## TASK ITEM:
Please state the number of lines in the records below that contain the string "crate", and nothing further.

Saved entries
★ ★ ★ ★ ★ ★ ★
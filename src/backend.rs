//! The slice of the snowbudget REST API the home page reads from.

use crate::error::{BudgetError, Result};
use crate::schema::Envelope;
use serde_json::Value;
use std::fmt;

#[derive(Debug, Clone, Copy, PartialEq, Eq)]
pub enum Method {
    Get,
    Post,
}

impl fmt::Display for Method {
    fn fmt(&self, f: &mut fmt::Formatter<'_>) -> fmt::Result {
        match self {
            Self::Get => write!(f, "GET"),
            Self::Post => write!(f, "POST"),
        }
    }
}

#[derive(Debug, Clone, Copy, PartialEq, Eq, Hash)]
pub enum Endpoint {
    Classes,
    ResetDates,
    Savings,
}

impl Endpoint {
    pub fn path(&self) -> &'static str {
        match self {
            Self::Classes => "/get/all",
            Self::ResetDates => "/get/resets",
            Self::Savings => "/get/savings",
        }
    }

    /// Requests with a body go out as POST; `/get/all` is the only endpoint
    /// that accepts one.
    pub fn method(&self, has_body: bool) -> Method {
        match self {
            Self::Classes if has_body => Method::Post,
            _ => Method::Get,
        }
    }

    /// The line shown to the user when this fetch fails.
    pub fn failure_message(&self) -> &'static str {
        match self {
            Self::Classes => "Failed to retrieve data from server.",
            Self::ResetDates => "Failed to retrieve reset dates from the server.",
            Self::Savings => "Failed to retrieve savings categories from the server.",
        }
    }
}

/// Sends one request and hands back the parsed JSON body.
///
/// Implementations report network and body-decoding problems as
/// [`BudgetError::Transport`] or [`BudgetError::Parse`]; envelope checks are
/// left to [`fetch_payload`].
#[allow(async_fn_in_trait)]
pub trait Backend {
    async fn request(&self, endpoint: &str, method: Method, payload: Option<&Value>) -> Result<Value>;
}

/// Fetches `endpoint` and unwraps its envelope into a list of raw records.
pub async fn fetch_payload<B: Backend>(
    backend: &B,
    endpoint: Endpoint,
    body: Option<&Value>,
) -> Result<Vec<Value>> {
    let path = endpoint.path();
    let raw = backend
        .request(path, endpoint.method(body.is_some()), body)
        .await?;
    let envelope: Envelope<Vec<Value>> =
        serde_json::from_value(raw).map_err(|source| BudgetError::Parse {
            endpoint: path.to_string(),
            source,
        })?;
    envelope.into_payload(path)
}

#[cfg(feature = "http")]
pub use http::HttpBackend;

#[cfg(feature = "http")]
mod http {
    use super::{Backend, Method};
    use crate::config::ClientConfig;
    use crate::error::{BudgetError, Result};
    use reqwest::Client;
    use serde_json::Value;

    #[derive(Clone)]
    pub struct HttpBackend {
        client: Client,
        config: ClientConfig,
    }

    impl HttpBackend {
        pub fn new(config: ClientConfig) -> Self {
            Self {
                client: Client::new(),
                config,
            }
        }
    }

    impl Backend for HttpBackend {
        async fn request(
            &self,
            endpoint: &str,
            method: Method,
            payload: Option<&Value>,
        ) -> Result<Value> {
            let url = self.config.url_for(endpoint);
            let mut request = match method {
                Method::Get => self.client.get(&url),
                Method::Post => self.client.post(&url),
            };
            if let Some(body) = payload {
                request = request.json(body);
            }

            let res = request.send().await?;
            let status = res.status();
            let text = res.text().await?;

            match serde_json::from_str(&text) {
                Ok(value) => Ok(value),
                Err(_) if !status.is_success() => Err(BudgetError::Transport(format!(
                    "{} {} failed (status {}): {}",
                    method, endpoint, status, text
                ))),
                Err(source) => Err(BudgetError::Parse {
                    endpoint: endpoint.to_string(),
                    source,
                }),
            }
        }
    }
}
★ ★ ★ ★ ★ ★ ★
## TASK SOLUTION:
4